The rate discrimination in Texas Power & Light occurred in both the highly technical
metering system used to supply the plaintiff with power and in the contract between the plaintiff
and TP&L. It also involved fraud on the part of the TP&L. If Auburndale School and Mathews
Nissan works in favor of customers in overbilling cases as it works in favor of for cities in
underbilling cases, it probably doesn't matter whether the overbilling was the product of accident
or design.
The Court also rejected TP&L's claim that the plaintiff wasn't entitled to recovery of
excess charges for a part of the overbilling period because during that period the plaintiff knew
the charges were discriminatory and continued to voluntarily pay them. After dryly observing that
TP&L's claim on that ground was an admission of rate discrimination, it concluded that TP&L
had misled the plaintiff by repeatedly telling him that he was receiving the best rate available to
him.
Texas Power & Light also had something to say about what constitutes duress that might
be pertinent to the City of Martin:
It may be doubted whether the issue of duress is here involved.
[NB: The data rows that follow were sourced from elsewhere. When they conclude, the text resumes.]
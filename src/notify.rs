//! Notifications — transient messages shown to the user after remote
//! operations.
//!
//! The queue is bounded: pushing past capacity drops the oldest entry.
//! Hosts render the queue and dismiss entries by id.

use std::collections::VecDeque;

use serde::Serialize;

#[derive(Debug, Clone, Copy, PartialEq, Eq, Serialize)]
#[serde(rename_all = "lowercase")]
pub enum Level {
    Success,
    Error,
}

#[derive(Debug, Clone, PartialEq, Eq, Serialize)]
pub struct Notification {
    pub id: u64,
    pub level: Level,
    pub message: String,
}

#[derive(Debug, Clone)]
pub struct Notifications {
    queue: VecDeque<Notification>,
    capacity: usize,
    next_id: u64,
}

impl Notifications {
    /// A queue holding at most `capacity` entries (at least one).
    #[must_use]
    pub fn new(capacity: usize) -> Self {
        let capacity = capacity.max(1);
        Self { queue: VecDeque::with_capacity(capacity), capacity, next_id: 1 }
    }

    pub fn success(&mut self, message: impl Into<String>) -> u64 {
        self.push(Level::Success, message.into())
    }

    pub fn error(&mut self, message: impl Into<String>) -> u64 {
        self.push(Level::Error, message.into())
    }

    fn push(&mut self, level: Level, message: String) -> u64 {
        if self.queue.len() == self.capacity {
            self.queue.pop_front();
        }
        let id = self.next_id;
        self.next_id += 1;
        self.queue.push_back(Notification { id, level, message });
        id
    }

    /// Remove a notification. Returns false if it was already gone.
    pub fn dismiss(&mut self, id: u64) -> bool {
        let before = self.queue.len();
        self.queue.retain(|n| n.id != id);
        self.queue.len() != before
    }

    #[must_use]
    pub fn latest(&self) -> Option<&Notification> {
        self.queue.back()
    }

    /// Oldest first.
    pub fn iter(&self) -> impl Iterator<Item = &Notification> {
        self.queue.iter()
    }

    #[must_use]
    pub fn len(&self) -> usize {
        self.queue.len()
    }

    #[must_use]
    pub fn is_empty(&self) -> bool {
        self.queue.is_empty()
    }

    pub fn clear(&mut self) {
        self.queue.clear();
    }
}

#[cfg(test)]
#[path = "notify_test.rs"]
mod notify_test;
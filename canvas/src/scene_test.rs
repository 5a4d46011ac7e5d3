#![allow(clippy::float_cmp)]

use super::*;
use crate::doc::{DesignStore, ElementPatch};

fn store_with_items() -> (DesignStore, ElementId, ElementId) {
    let mut store = DesignStore::new();
    let text = store.add_text_element(Position::new(0.0, 0.0));
    let tri = store.add_shape_element(Position::new(100.0, 100.0), ShapeKind::Triangle);
    (store, text, tri)
}

// =============================================================
// Items
// =============================================================

#[test]
fn items_follow_document_order() {
    let (store, text, tri) = store_with_items();
    let scene = build(store.state());
    let ids: Vec<_> = scene.items.iter().map(|i| i.id).collect();
    assert_eq!(ids, vec![text, tri]);
}

#[test]
fn selected_item_is_raised_and_has_handles() {
    let (store, text, tri) = store_with_items();
    let scene = build(store.state());
    let raised = scene.items.iter().find(|i| i.id == tri).unwrap();
    let flat = scene.items.iter().find(|i| i.id == text).unwrap();

    assert!(raised.selected);
    assert_eq!(raised.z_index, SELECTED_Z_INDEX);
    assert_eq!(raised.handles.len(), 4);
    assert!(!flat.selected);
    assert_eq!(flat.z_index, BASE_Z_INDEX);
    assert!(flat.handles.is_empty());
}

#[test]
fn handles_hidden_outside_select_mode() {
    let (mut store, _, _) = store_with_items();
    store.set_tool_mode(ToolMode::ColorPicker);
    let scene = build(store.state());
    assert!(scene.items.iter().all(|i| i.handles.is_empty()));
}

#[test]
fn handle_rects_match_corners() {
    let (store, _, tri) = store_with_items();
    let scene = build(store.state());
    let item = scene.items.iter().find(|i| i.id == tri).unwrap();
    let se = item.handles.iter().find(|h| h.handle == Handle::Se).unwrap();
    assert_eq!((se.left, se.top, se.side), (174.0, 174.0, 12.0));
}

#[test]
fn empty_text_shows_placeholder() {
    let (mut store, text, _) = store_with_items();
    store.update_element(&text, &ElementPatch::content(""));
    let scene = build(store.state());
    match &scene.items[0].content {
        SceneContent::Text { text, font_size, .. } => {
            assert_eq!(text, "Your Text");
            assert_eq!(*font_size, 20.0);
        }
        other => panic!("expected text, got {other:?}"),
    }
}

#[test]
fn triangle_has_polygon_others_do_not() {
    let (mut store, _, tri) = store_with_items();
    let rect = store.add_shape_element(Position::default(), ShapeKind::Rectangle);
    let scene = build(store.state());

    let tri_item = scene.items.iter().find(|i| i.id == tri).unwrap();
    match &tri_item.content {
        SceneContent::Shape { polygon: Some(points), .. } => {
            assert_eq!(points[0], Point::new(40.0, 0.0));
            assert_eq!(points[1], Point::new(80.0, 80.0));
            assert_eq!(points[2], Point::new(0.0, 80.0));
        }
        other => panic!("expected triangle polygon, got {other:?}"),
    }
    let rect_item = scene.items.iter().find(|i| i.id == rect).unwrap();
    assert!(matches!(rect_item.content, SceneContent::Shape { polygon: None, .. }));
}

// =============================================================
// Backdrop and hint
// =============================================================

#[test]
fn white_base_has_no_tint() {
    let mut store = DesignStore::new();
    assert_eq!(build(store.state()).backdrop.tint_opacity, 0.0);
    store.set_base_color("#ffffff");
    assert_eq!(build(store.state()).backdrop.tint_opacity, 0.0);
    store.set_base_color("#EF4444");
    let backdrop = build(store.state()).backdrop;
    assert_eq!(backdrop.tint_opacity, TINT_OPACITY);
    assert_eq!(backdrop.tint, "#EF4444");
}

#[test]
fn hint_shown_only_in_placement_modes() {
    let mut store = DesignStore::new();
    assert_eq!(build(store.state()).hint, None);
    store.set_tool_mode(ToolMode::AddText);
    assert_eq!(build(store.state()).hint, Some("Click anywhere to place text"));
    store.set_tool_mode(ToolMode::AddShape);
    assert_eq!(build(store.state()).hint, Some("Click anywhere to place shape"));
}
The payments made appear either to have been made under a
mistake of fact rather than under a mistake of law; or to have been
induced under the representations of appellant's officers and
agents amounting in law to a fraud upon the consumer. But if
duress be involved, it would appear that Doering paid under
implied, if not express, duress. Generally one paying money
where the payee would be compelled to resort to the courts to
collect cannot defend on the ground of duress in such payment.
[Citation omitted]. But where the payee has the power to enforce
such payment, or on failure to pay, to work great financial loss,
business disadvantage, or irreparable injury to the payor, duress
occurs, even though it be not actually attempted to be exercised.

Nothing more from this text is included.